§ WORK REQUEST: Starting with the line that contains "use super::linear::LinearColor;" and stopping after the line that contains "let nibbles = hex", copy the entries below exactly. Include nothing else.

§ DATA IN THIS EXERCISE:
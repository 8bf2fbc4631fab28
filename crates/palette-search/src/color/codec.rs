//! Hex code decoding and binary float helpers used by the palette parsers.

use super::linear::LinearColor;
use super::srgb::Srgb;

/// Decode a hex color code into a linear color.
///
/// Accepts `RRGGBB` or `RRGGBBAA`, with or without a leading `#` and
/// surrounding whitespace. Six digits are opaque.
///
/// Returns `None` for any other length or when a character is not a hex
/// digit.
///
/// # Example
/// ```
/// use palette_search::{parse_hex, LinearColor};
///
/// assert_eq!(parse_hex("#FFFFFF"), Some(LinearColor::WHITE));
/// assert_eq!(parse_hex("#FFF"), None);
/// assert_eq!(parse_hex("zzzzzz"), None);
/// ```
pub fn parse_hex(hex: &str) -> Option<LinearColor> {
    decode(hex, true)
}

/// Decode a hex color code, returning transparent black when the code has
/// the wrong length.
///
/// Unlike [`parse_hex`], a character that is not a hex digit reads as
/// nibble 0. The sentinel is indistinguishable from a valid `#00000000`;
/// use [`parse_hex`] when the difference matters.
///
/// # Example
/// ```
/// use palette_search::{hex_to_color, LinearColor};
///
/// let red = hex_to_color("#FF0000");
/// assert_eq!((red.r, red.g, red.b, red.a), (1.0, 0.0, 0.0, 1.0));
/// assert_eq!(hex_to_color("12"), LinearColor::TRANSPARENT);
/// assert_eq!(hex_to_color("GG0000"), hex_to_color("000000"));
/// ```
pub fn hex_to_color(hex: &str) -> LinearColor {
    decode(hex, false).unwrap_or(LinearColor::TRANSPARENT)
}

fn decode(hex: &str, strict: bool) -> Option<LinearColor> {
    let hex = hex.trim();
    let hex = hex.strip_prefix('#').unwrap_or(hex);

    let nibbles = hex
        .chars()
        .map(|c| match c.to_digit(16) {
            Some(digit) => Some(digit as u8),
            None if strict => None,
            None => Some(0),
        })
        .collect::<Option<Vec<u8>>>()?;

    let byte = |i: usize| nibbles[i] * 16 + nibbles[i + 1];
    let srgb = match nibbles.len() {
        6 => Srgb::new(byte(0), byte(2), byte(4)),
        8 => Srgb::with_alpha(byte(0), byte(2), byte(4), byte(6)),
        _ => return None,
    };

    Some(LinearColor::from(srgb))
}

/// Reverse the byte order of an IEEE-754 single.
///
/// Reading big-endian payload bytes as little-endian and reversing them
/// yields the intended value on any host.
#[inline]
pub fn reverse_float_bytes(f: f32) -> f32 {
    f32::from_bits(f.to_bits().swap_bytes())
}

§ TASK RESULT:
use super::linear::LinearColor;
use super::srgb::Srgb;

/// Decode a hex color code into a linear color.
///
/// Accepts `RRGGBB` or `RRGGBBAA`, with or without a leading `#` and
/// surrounding whitespace. Six digits are opaque.
///
/// Returns `None` for any other length or when a character is not a hex
/// digit.
///
/// # Example
/// ```
/// use palette_search::{parse_hex, LinearColor};
///
/// assert_eq!(parse_hex("#FFFFFF"), Some(LinearColor::WHITE));
/// assert_eq!(parse_hex("#FFF"), None);
/// assert_eq!(parse_hex("zzzzzz"), None);
/// ```
pub fn parse_hex(hex: &str) -> Option<LinearColor> {
    decode(hex, true)
}

/// Decode a hex color code, returning transparent black when the code has
/// the wrong length.
///
/// Unlike [`parse_hex`], a character that is not a hex digit reads as
/// nibble 0. The sentinel is indistinguishable from a valid `#00000000`;
/// use [`parse_hex`] when the difference matters.
///
/// # Example
/// ```
/// use palette_search::{hex_to_color, LinearColor};
///
/// let red = hex_to_color("#FF0000");
/// assert_eq!((red.r, red.g, red.b, red.a), (1.0, 0.0, 0.0, 1.0));
/// assert_eq!(hex_to_color("12"), LinearColor::TRANSPARENT);
/// assert_eq!(hex_to_color("GG0000"), hex_to_color("000000"));
/// ```
pub fn hex_to_color(hex: &str) -> LinearColor {
    decode(hex, false).unwrap_or(LinearColor::TRANSPARENT)
}

fn decode(hex: &str, strict: bool) -> Option<LinearColor> {
    let hex = hex.trim();
    let hex = hex.strip_prefix('#').unwrap_or(hex);

    let nibbles = hex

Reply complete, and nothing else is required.